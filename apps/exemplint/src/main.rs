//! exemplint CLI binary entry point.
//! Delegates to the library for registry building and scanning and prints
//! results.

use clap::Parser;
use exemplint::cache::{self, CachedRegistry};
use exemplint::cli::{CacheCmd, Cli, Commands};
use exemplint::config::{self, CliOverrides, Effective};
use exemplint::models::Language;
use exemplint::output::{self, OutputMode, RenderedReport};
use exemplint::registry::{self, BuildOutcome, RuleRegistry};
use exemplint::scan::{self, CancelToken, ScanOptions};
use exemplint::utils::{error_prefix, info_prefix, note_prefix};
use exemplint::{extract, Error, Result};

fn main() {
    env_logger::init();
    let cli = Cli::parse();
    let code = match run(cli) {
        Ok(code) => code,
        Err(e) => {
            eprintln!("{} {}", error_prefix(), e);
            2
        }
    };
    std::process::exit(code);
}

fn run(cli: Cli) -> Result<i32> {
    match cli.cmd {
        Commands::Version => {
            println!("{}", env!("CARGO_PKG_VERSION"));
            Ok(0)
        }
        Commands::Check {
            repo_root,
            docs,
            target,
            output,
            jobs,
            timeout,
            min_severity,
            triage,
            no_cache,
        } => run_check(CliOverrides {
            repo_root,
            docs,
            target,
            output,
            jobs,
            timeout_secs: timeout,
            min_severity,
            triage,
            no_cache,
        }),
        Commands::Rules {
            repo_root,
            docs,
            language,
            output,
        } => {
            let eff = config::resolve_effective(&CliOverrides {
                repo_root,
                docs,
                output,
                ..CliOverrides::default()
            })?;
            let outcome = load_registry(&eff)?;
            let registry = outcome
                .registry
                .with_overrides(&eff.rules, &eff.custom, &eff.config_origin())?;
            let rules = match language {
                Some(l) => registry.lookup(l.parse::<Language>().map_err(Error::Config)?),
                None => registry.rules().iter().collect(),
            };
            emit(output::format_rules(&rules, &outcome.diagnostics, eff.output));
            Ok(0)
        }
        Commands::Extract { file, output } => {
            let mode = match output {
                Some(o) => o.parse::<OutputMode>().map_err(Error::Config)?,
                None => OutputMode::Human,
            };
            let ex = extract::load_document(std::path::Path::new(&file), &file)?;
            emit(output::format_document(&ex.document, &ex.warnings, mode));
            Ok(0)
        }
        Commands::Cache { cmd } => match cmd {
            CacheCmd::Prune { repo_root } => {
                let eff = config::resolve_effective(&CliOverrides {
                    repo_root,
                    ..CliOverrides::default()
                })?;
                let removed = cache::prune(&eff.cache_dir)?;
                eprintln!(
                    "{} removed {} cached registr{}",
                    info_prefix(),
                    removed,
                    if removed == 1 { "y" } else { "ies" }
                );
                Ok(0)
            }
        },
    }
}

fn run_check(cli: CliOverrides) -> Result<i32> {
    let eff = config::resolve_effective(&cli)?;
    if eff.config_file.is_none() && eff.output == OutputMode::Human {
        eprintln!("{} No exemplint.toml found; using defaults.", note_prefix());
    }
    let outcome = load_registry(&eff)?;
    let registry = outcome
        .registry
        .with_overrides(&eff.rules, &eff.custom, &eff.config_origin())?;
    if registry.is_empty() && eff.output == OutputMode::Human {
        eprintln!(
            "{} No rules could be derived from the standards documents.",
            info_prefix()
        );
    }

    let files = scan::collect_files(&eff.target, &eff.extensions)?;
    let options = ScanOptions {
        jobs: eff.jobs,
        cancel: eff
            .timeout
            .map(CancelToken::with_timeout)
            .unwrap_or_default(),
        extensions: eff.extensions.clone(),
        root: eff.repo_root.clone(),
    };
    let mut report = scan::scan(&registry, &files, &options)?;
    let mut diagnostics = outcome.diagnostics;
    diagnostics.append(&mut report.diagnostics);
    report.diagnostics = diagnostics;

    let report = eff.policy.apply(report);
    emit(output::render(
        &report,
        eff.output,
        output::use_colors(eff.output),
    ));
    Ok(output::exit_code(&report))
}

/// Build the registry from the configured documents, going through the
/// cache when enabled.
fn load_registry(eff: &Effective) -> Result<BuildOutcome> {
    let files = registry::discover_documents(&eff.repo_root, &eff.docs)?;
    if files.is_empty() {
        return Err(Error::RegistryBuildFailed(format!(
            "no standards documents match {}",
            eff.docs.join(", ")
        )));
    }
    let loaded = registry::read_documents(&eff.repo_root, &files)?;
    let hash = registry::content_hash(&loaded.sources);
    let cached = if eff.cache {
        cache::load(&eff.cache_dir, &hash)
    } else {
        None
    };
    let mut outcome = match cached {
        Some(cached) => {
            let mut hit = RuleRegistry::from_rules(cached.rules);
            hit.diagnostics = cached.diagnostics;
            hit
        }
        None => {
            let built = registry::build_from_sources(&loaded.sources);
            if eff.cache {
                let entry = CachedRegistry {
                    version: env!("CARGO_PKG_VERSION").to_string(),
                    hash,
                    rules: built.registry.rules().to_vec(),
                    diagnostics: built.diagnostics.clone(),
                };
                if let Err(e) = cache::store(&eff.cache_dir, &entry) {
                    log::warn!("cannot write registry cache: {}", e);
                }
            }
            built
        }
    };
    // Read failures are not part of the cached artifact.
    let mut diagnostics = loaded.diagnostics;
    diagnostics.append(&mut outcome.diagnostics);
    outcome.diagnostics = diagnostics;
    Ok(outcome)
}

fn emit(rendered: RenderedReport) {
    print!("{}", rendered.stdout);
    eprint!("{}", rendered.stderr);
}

-*-*-

Where a line of the records contains the word "CliOverrides", copy that line.

Answer for this exercise:
use exemplint::config::{self, CliOverrides, Effective};
        } => run_check(CliOverrides {
            let eff = config::resolve_effective(&CliOverrides {
                ..CliOverrides::default()
                let eff = config::resolve_effective(&CliOverrides {
                    ..CliOverrides::default()
fn run_check(cli: CliOverrides) -> Result<i32> {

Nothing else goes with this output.